→ **TASK DETAILS**: Reproduce exactly, from the data that follows, the line with "#[derive(Debug, Error)]", the line with "let working_dir = Utf8PathBuf::try_from(current_dir)", and every line that lies between them.

Stored data entries
-- Opening Marker --
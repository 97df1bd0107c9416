//! Project location settings.
//!
//! Task records live under `<project_root>/<docs_dir>/<tasks_dir>`. The
//! project root is resolved from an explicit value, then the
//! `DOCS_PROJECT_ROOT` environment variable, then the working directory.

use crate::task::services::DEFAULT_ACTIVITY_LIMIT;
use camino::{Utf8Path, Utf8PathBuf};
use std::env;
use thiserror::Error;

/// Environment variable naming the project root.
pub const PROJECT_ROOT_ENV: &str = "DOCS_PROJECT_ROOT";

/// Errors raised while resolving configuration.
#[derive(Debug, Error)]
pub enum ConfigError {
    /// The working directory could not be determined.
    #[error("failed to determine working directory: {0}")]
    WorkingDirectory(#[source] std::io::Error),

    /// A path is not valid UTF-8.
    #[error("path is not valid UTF-8: {0}")]
    NonUtf8Path(String),
}

/// Resolved settings for locating and reporting on task records.
///
/// # Examples
///
/// ```rust
/// use devflow::config::DevflowConfig;
///
/// let config = DevflowConfig::for_root("/srv/project");
/// assert_eq!(config.tasks_path().as_str(), "/srv/project/Docs/.tasks");
/// ```
#[derive(Debug, Clone, PartialEq, Eq)]
pub struct DevflowConfig {
    /// Project root directory.
    pub project_root: Utf8PathBuf,
    /// Documentation directory relative to the root.
    pub docs_dir: String,
    /// Task record directory relative to the documentation directory.
    pub tasks_dir: String,
    /// Number of entries in a report's recent activity feed.
    pub recent_activity_limit: usize,
}

impl Default for DevflowConfig {
    fn default() -> Self {
        Self::for_root(".")
    }
}

impl DevflowConfig {
    /// Creates a configuration with default layout under `project_root`.
    #[must_use]
    pub fn for_root(project_root: impl Into<Utf8PathBuf>) -> Self {
        Self {
            project_root: project_root.into(),
            docs_dir: "Docs".to_owned(),
            tasks_dir: ".tasks".to_owned(),
            recent_activity_limit: DEFAULT_ACTIVITY_LIMIT,
        }
    }

    /// Resolves the project root from the process environment.
    ///
    /// # Errors
    ///
    /// Returns [`ConfigError`] when the working directory is needed but
    /// unavailable, or when a candidate path is not valid UTF-8.
    pub fn resolve(explicit: Option<&Utf8Path>) -> Result<Self, ConfigError> {
        let from_env = match env::var(PROJECT_ROOT_ENV) {
            Ok(value) => Some(value),
            Err(env::VarError::NotPresent) => None,
            Err(env::VarError::NotUnicode(value)) => {
                return Err(ConfigError::NonUtf8Path(value.to_string_lossy().into_owned()));
            }
        };
        let current_dir = env::current_dir().map_err(ConfigError::WorkingDirectory)?;
        let working_dir = Utf8PathBuf::try_from(current_dir)
            .map_err(|err| ConfigError::NonUtf8Path(err.into_path_buf().display().to_string()))?;
        Ok(Self::resolve_from(explicit, from_env.as_deref(), &working_dir))
    }

    /// Resolves the project root from explicit inputs.
    ///
    /// Empty values are ignored. Relative roots are joined onto
    /// `working_dir`.
    #[must_use]
    pub fn resolve_from(
        explicit: Option<&Utf8Path>,
        from_env: Option<&str>,
        working_dir: &Utf8Path,
    ) -> Self {
        let chosen = explicit
            .filter(|path| !path.as_str().trim().is_empty())
            .map(Utf8Path::to_path_buf)
            .or_else(|| {
                from_env
                    .map(str::trim)
                    .filter(|value| !value.is_empty())
                    .map(Utf8PathBuf::from)
            });

        let project_root = match chosen {
            Some(path) if path.is_absolute() => path,
            Some(path) => working_dir.join(path),
            None => working_dir.to_path_buf(),
        };
        Self::for_root(project_root)
    }

    /// Overrides the recent activity window.
    #[must_use]
    pub const fn with_recent_activity_limit(mut self, limit: usize) -> Self {
        self.recent_activity_limit = limit;
        self
    }

    /// Returns the documentation directory.
    #[must_use]
    pub fn docs_path(&self) -> Utf8PathBuf {
        self.project_root.join(&self.docs_dir)
    }

    /// Returns the directory holding task records.
    #[must_use]
    pub fn tasks_path(&self) -> Utf8PathBuf {
        self.docs_path().join(&self.tasks_dir)
    }
}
-- Closing Marker --
→ **RESULT OF THIS EXERCISE**:
#[derive(Debug, Error)]
pub enum ConfigError {
    /// The working directory could not be determined.
    #[error("failed to determine working directory: {0}")]
    WorkingDirectory(#[source] std::io::Error),

    /// A path is not valid UTF-8.
    #[error("path is not valid UTF-8: {0}")]
    NonUtf8Path(String),
}

/// Resolved settings for locating and reporting on task records.
///
/// # Examples
///
/// ```rust
/// use devflow::config::DevflowConfig;
///
/// let config = DevflowConfig::for_root("/srv/project");
/// assert_eq!(config.tasks_path().as_str(), "/srv/project/Docs/.tasks");
/// ```
#[derive(Debug, Clone, PartialEq, Eq)]
pub struct DevflowConfig {
    /// Project root directory.
    pub project_root: Utf8PathBuf,
    /// Documentation directory relative to the root.
    pub docs_dir: String,
    /// Task record directory relative to the documentation directory.
    pub tasks_dir: String,
    /// Number of entries in a report's recent activity feed.
    pub recent_activity_limit: usize,
}

impl Default for DevflowConfig {
    fn default() -> Self {
        Self::for_root(".")
    }
}

impl DevflowConfig {
    /// Creates a configuration with default layout under `project_root`.
    #[must_use]
    pub fn for_root(project_root: impl Into<Utf8PathBuf>) -> Self {
        Self {
            project_root: project_root.into(),
            docs_dir: "Docs".to_owned(),
            tasks_dir: ".tasks".to_owned(),
            recent_activity_limit: DEFAULT_ACTIVITY_LIMIT,
        }
    }

    /// Resolves the project root from the process environment.
    ///
    /// # Errors
    ///
    /// Returns [`ConfigError`] when the working directory is needed but
    /// unavailable, or when a candidate path is not valid UTF-8.
    pub fn resolve(explicit: Option<&Utf8Path>) -> Result<Self, ConfigError> {
        let from_env = match env::var(PROJECT_ROOT_ENV) {
            Ok(value) => Some(value),
            Err(env::VarError::NotPresent) => None,
            Err(env::VarError::NotUnicode(value)) => {
                return Err(ConfigError::NonUtf8Path(value.to_string_lossy().into_owned()));
            }
        };
        let current_dir = env::current_dir().map_err(ConfigError::WorkingDirectory)?;
        let working_dir = Utf8PathBuf::try_from(current_dir)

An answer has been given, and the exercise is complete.